I don’t know about the C8, but through the C7, Corvette Racing used slotted steel rotors without vent holes.
I believe the C7R team as part of IMSA rules isn’t allowed to use anything but slotted steel rotors.
I don’t know about that, but the point is that steel works very well in the toughest of applications, and sometimes exotic components are merely eye candy.
Catbert, the FIA Vipers were the same. Can’t post pics on this page, but I have some from the ALMS cars as well as a couple of the FIA Eurpean Oreca Vipers and can assure that we ran 2 piece ferrous rotors and not carbon on the 2nd gens. Those Vipers taking 1st-6th in GT2 at LeMans in ’99 likely proves they did just fine with them. As for the holes, you’ll not see ANY real race cars with holes in the rotors as long as those rotors are made of steel or iron (carbon shares different properties). They’re nothing but a place for cracks to start. And before someone jumps in with “But Porsche (or insert other exotic car manufacturer name) puts them on their cars, research it. You’ll find out that they don’t recommend them for hard track use and their factory teams don’t run iron or steel rotors with holes. It’s what people want, and it’s become expected aesthetics for high end sports car owners who never see a racetrack. Slots are much better in that regard.
Gah, I hate it when journalists take a comment and then extrapolate stupidly. Carbon/ceramic are NOT flimsy, especially compared to iron – the opposite in fact. The article made it sound like iron rotors never fade! A few things…
1) F1 uses carbon/carbon, not carbon/ceramic. Still, carbon/ceramic is closer to F1 than iron brakes are.
2) Carbon/carbon brakes will never be used on a car that also needs to work on the street as they have near zero stopping power when cold.
3) Carbon/Ceramic is the closest you’ll get to F1 brakes on a production car, and as such are absolutely the BEST brakes for the track when performance is the only consideration. They will be better than any iron setup due to weight & heat, and thus fade. If you get iron rotors so large, and with so much cooling, that you eliminate fade, your unsprung weight will likely be significantly higher now. So carbon/ceramic still wins.
4) Iron only wins on cost, but you also have to replace it far more often – especially on a dual-duty street/track car. Carbon/ceramic doesn’t really wear on the street (because you can’t get it hot enough, and explains the near zero brake dust) and will often go 100K+ miles without even a pad change. Only under extreme track temps does it really wear.

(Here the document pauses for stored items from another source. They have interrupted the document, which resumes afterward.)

use async_trait::async_trait;
use chrono::{DateTime, SubsecRound, Utc};
use futures::stream::{BoxStream, StreamExt};
use sqlx::{PgConnection, PgPool};

use crate::database::models::{Account, AccountUpdate, HistoryEntry, HistoryRecord, NewAccount, PasswordHash};
use crate::database::store::{AccountStore, AccountUpdateOutcome, HistoryStore, StoreError};
use crate::history;

const ACCOUNT_COLUMNS: &str = "id, student_number, employee_number, name, email, password_hash, \
     role_id, department_id, program_id, year_level, status, batch, photo, created_at, updated_at";

/// History rows with every weak reference resolved to its label.
/// Unresolvable references come back as NULL labels.
macro_rules! history_select {
    () => {
        r#"
        SELECT
            h.id, h.account_id,
            h.old_department_id, h.new_department_id,
            h.old_program_id, h.new_program_id,
            h.old_year_level, h.new_year_level,
            h.old_status, h.new_status,
            h.old_batch, h.new_batch,
            h.old_role_id, h.new_role_id,
            h.changed_at, h.updated_by,
            a.name AS account_name,
            u.name AS updated_by_name,
            od.name AS old_department_name,
            nd.name AS new_department_name,
            op.name AS old_program_name,
            np.name AS new_program_name,
            orl.name AS old_role_name,
            nrl.name AS new_role_name
        FROM account_history h
        LEFT JOIN accounts a ON a.id = h.account_id
        LEFT JOIN accounts u ON u.id = h.updated_by
        LEFT JOIN departments od ON od.id = h.old_department_id
        LEFT JOIN departments nd ON nd.id = h.new_department_id
        LEFT JOIN programs op ON op.id = h.old_program_id
        LEFT JOIN programs np ON np.id = h.new_program_id
        LEFT JOIN roles orl ON orl.id = h.old_role_id
        LEFT JOIN roles nrl ON nrl.id = h.new_role_id
        "#
    };
}

// Per-account changed_at is strictly increasing; id only breaks ties
// between different accounts in the export
const LIST_HISTORY_SQL: &str = concat!(history_select!(), " WHERE h.account_id = $1 ORDER BY h.changed_at DESC, h.id DESC");

const EXPORT_HISTORY_SQL: &str = concat!(history_select!(), " ORDER BY h.changed_at ASC, h.id ASC");

/// Store adapter over a Postgres pool (schema in `sql/schema.sql`)
#[derive(Clone)]
pub struct PgStore {
    pool: PgPool,
}

impl PgStore {
    pub fn new(pool: PgPool) -> Self {
        Self { pool }
    }
}

/// Appends one history record on the caller's connection, normally the
/// transaction holding the account row lock
async fn insert_history(conn: &mut PgConnection, record: &HistoryRecord) -> Result<(), StoreError> {
    sqlx::query(
        r#"
        INSERT INTO account_history (
            id, account_id,
            old_department_id, new_department_id,
            old_program_id, new_program_id,
            old_year_level, new_year_level,
            old_status, new_status,
            old_batch, new_batch,
            old_role_id, new_role_id,
            changed_at, updated_by
        )
        VALUES ($1, $2, $3, $4, $5, $6, $7, $8, $9, $10, $11, $12, $13, $14, $15, $16)
        "#,
    )
    .bind(record.id)
    .bind(&record.account_id)
    .bind(record.old_department_id)
    .bind(record.new_department_id)
    .bind(record.old_program_id)
    .bind(record.new_program_id)
    .bind(&record.old_year_level)
    .bind(&record.new_year_level)
    .bind(&record.old_status)
    .bind(&record.new_status)
    .bind(&record.old_batch)
    .bind(&record.new_batch)
    .bind(record.old_role_id)
    .bind(record.new_role_id)
    .bind(record.changed_at)
    .bind(&record.updated_by)
    .execute(conn)
    .await?;

    Ok(())
}

#[async_trait]
impl AccountStore for PgStore {
    async fn ping(&self) -> Result<(), StoreError> {
        sqlx::query("SELECT 1").execute(&self.pool).await?;
        Ok(())
    }

    async fn find_by_identifier(&self, identifier: &str) -> Result<Option<Account>, StoreError> {
        let sql = format!(
            "SELECT {ACCOUNT_COLUMNS} FROM accounts \
             WHERE id = $1 OR student_number = $1 OR employee_number = $1 LIMIT 1"
        );
        let account = sqlx::query_as::<_, Account>(&sql)
            .bind(identifier)
            .fetch_optional(&self.pool)
            .await?;
        Ok(account)
    }

    async fn find_by_id(&self, id: &str) -> Result<Option<Account>, StoreError> {
        let sql = format!("SELECT {ACCOUNT_COLUMNS} FROM accounts WHERE id = $1");
        let account = sqlx::query_as::<_, Account>(&sql)
            .bind(id)
            .fetch_optional(&self.pool)
            .await?;
        Ok(account)
    }

    async fn insert_account(&self, account: NewAccount) -> Result<Account, StoreError> {
        let mut tx = self.pool.begin().await?;

        // Column unique constraints cannot see a student number reused as
        // another account's id, so check across all identifier columns too
        let mut identifiers: Vec<String> = [
            Some(account.id.clone()),
            account.student_number.clone(),
            account.employee_number.clone(),
        ]
        .into_iter()
        .flatten()
        .collect();
        identifiers.sort();
        identifiers.dedup();

        // Concurrent inserts claiming the same identifier queue here until
        // the first commits, so the check below sees its row. Sorted order
        // keeps two multi-identifier inserts from deadlocking.
        for ident in &identifiers {
            sqlx::query("SELECT pg_advisory_xact_lock(hashtext($1))")
                .bind(ident)
                .execute(&mut *tx)
                .await?;
        }

        let taken: Option<String> = sqlx::query_scalar(
            r#"
            SELECT ident FROM unnest($1::text[]) AS ident
            WHERE EXISTS (
                SELECT 1 FROM accounts
                WHERE id = ident OR student_number = ident OR employee_number = ident
            )
            LIMIT 1
            "#,
        )
        .bind(identifiers)
        .fetch_optional(&mut *tx)
        .await?;

        if let Some(taken) = taken {
            return Err(StoreError::UniqueViolation(taken));
        }

        let now = Utc::now().trunc_subsecs(6);
        let sql = format!(
            "INSERT INTO accounts (id, student_number, employee_number, name, email, password_hash, \
             role_id, department_id, program_id, year_level, status, batch, photo, created_at, updated_at) \
             VALUES ($1, $2, $3, $4, $5, $6, $7, $8, $9, $10, $11, $12, $13, $14, $14) \
             RETURNING {ACCOUNT_COLUMNS}"
        );
        let created = sqlx::query_as::<_, Account>(&sql)
            .bind(&account.id)
            .bind(&account.student_number)
            .bind(&account.employee_number)
            .bind(&account.name)
            .bind(&account.email)
            .bind(&account.password_hash)
            .bind(account.role_id)
            .bind(account.department_id)
            .bind(account.program_id)
            .bind(&account.year_level)
            .bind(&account.status)
            .bind(&account.batch)
            .bind(&account.photo)
            .bind(now)
            .fetch_one(&mut *tx)
            .await?;

        tx.commit().await?;
        Ok(created)
    }

    async fn update_account(
        &self,
        id: &str,
        actor_id: &str,
        update: &AccountUpdate,
    ) -> Result<Option<AccountUpdateOutcome>, StoreError> {
        let mut tx = self.pool.begin().await?;

        // Row lock serializes concurrent tracked-field changes to this account
        let sql = format!("SELECT {ACCOUNT_COLUMNS} FROM accounts WHERE id = $1 FOR UPDATE");
        let Some(mut account) = sqlx::query_as::<_, Account>(&sql)
            .bind(id)
            .fetch_optional(&mut *tx)
            .await?
        else {
            return Ok(None);
        };

        // Database clock bumped past this account's latest record, so
        // history stays strictly ordered whichever node writes it
        let now: DateTime<Utc> = sqlx::query_scalar(
            "SELECT GREATEST(clock_timestamp(), max(changed_at) + interval '1 microsecond') \
             FROM account_history WHERE account_id = $1",
        )
        .bind(id)
        .fetch_one(&mut *tx)
        .await?;

        let before = account.tracked();
        update.apply_to(&mut account);

        let sql = format!(
            "UPDATE accounts SET name = $2, email = $3, photo = $4, department_id = $5, program_id = $6, \
             year_level = $7, status = $8, batch = $9, role_id = $10, updated_at = $11 \
             WHERE id = $1 RETURNING {ACCOUNT_COLUMNS}"
        );
        let account = sqlx::query_as::<_, Account>(&sql)
            .bind(id)
            .bind(&account.name)
            .bind(&account.email)
            .bind(&account.photo)
            .bind(account.department_id)
            .bind(account.program_id)
            .bind(&account.year_level)
            .bind(&account.status)
            .bind(&account.batch)
            .bind(account.role_id)
            .bind(now)
            .fetch_one(&mut *tx)
            .await?;

        let history = history::record_transition(id, actor_id, &before, &account.tracked(), now);
        if let Some(record) = &history {
            insert_history(&mut *tx, record).await?;
        }

        tx.commit().await?;
        Ok(Some(AccountUpdateOutcome { account, history }))
    }

    async fn set_password_hash(&self, id: &str, hash: &PasswordHash) -> Result<bool, StoreError> {
        let result = sqlx::query("UPDATE accounts SET password_hash = $2, updated_at = now() WHERE id = $1")
            .bind(id)
            .bind(hash)
            .execute(&self.pool)
            .await?;
        Ok(result.rows_affected() > 0)
    }

    async fn delete_account(&self, id: &str) -> Result<bool, StoreError> {
        let result = sqlx::query("DELETE FROM accounts WHERE id = $1")
            .bind(id)
            .execute(&self.pool)
            .await?;
        Ok(result.rows_affected() > 0)
    }
}

#[async_trait]
impl HistoryStore for PgStore {
    async fn list_history(&self, account_id: &str) -> Result<Vec<HistoryEntry>, StoreError> {
        let entries = sqlx::query_as::<_, HistoryEntry>(LIST_HISTORY_SQL)
            .bind(account_id)
            .fetch_all(&self.pool)
            .await?;
        Ok(entries)
    }

    fn export_history(&self) -> BoxStream<'_, Result<HistoryEntry, StoreError>> {
        sqlx::query_as::<_, HistoryEntry>(EXPORT_HISTORY_SQL)
            .fetch(&self.pool)
            .map(|row| row.map_err(StoreError::from))
            .boxed()
    }
}

#[cfg(test)]
mod tests {
    use super::*;

    #[test]
    fn history_queries_resolve_every_label() {
        for sql in [LIST_HISTORY_SQL, EXPORT_HISTORY_SQL] {
            for label in [
                "account_name",
                "updated_by_name",
                "old_department_name",
                "new_department_name",
                "old_program_name",
                "new_program_name",
                "old_role_name",
                "new_role_name",
            ] {
                assert!(sql.contains(&format!("AS {}", label)), "{} missing from query", label);
            }
        }
        assert!(LIST_HISTORY_SQL.contains("ORDER BY h.changed_at DESC"));
    }
}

Porsche do recommend iron for track use because of the cost (they don’t want angry customers demanding free brakes). They also use iron in their racing series, again because cost. The racing teams consist of rich and poor teams, so brake costs are a big area to help reduce cost of entry, and they make it part of the rules because carbon/ceramic are a massive advantage that they don’t want the rich teams using! Think about it – if the carbon/ceramic brakes were a disadvantage, why wouldn’t they let teams run it instead of the “superior” iron (some race rules let you do things that have zero effect or are a disadvantage with no penalty).
For the past three years I have only tracked with carbon/ceramic, and it’s been amazing. I can do 30 minute sessions, braking from 150mph, lap after lap, and I get absolutely zero fade. So far I’ve only had to change pads twice, and about to do it a third time this month. I also track a lot (I have at least 4 track days over the next 3 weeks already booked).
Carbon/ceramic brakes blow away every one of my prior iron rotor based cars in the past, and, if your budget can stretch to it, I highly recommend it.
Oh, and as for not making you faster, I have to disagree on two fronts – one you get more laps, thus your track days are better value for money, and you get more practice. Secondly they let you brake deeper consistently, again letting you learn a track much easier without having to worry about brake points changing between two adjacent laps.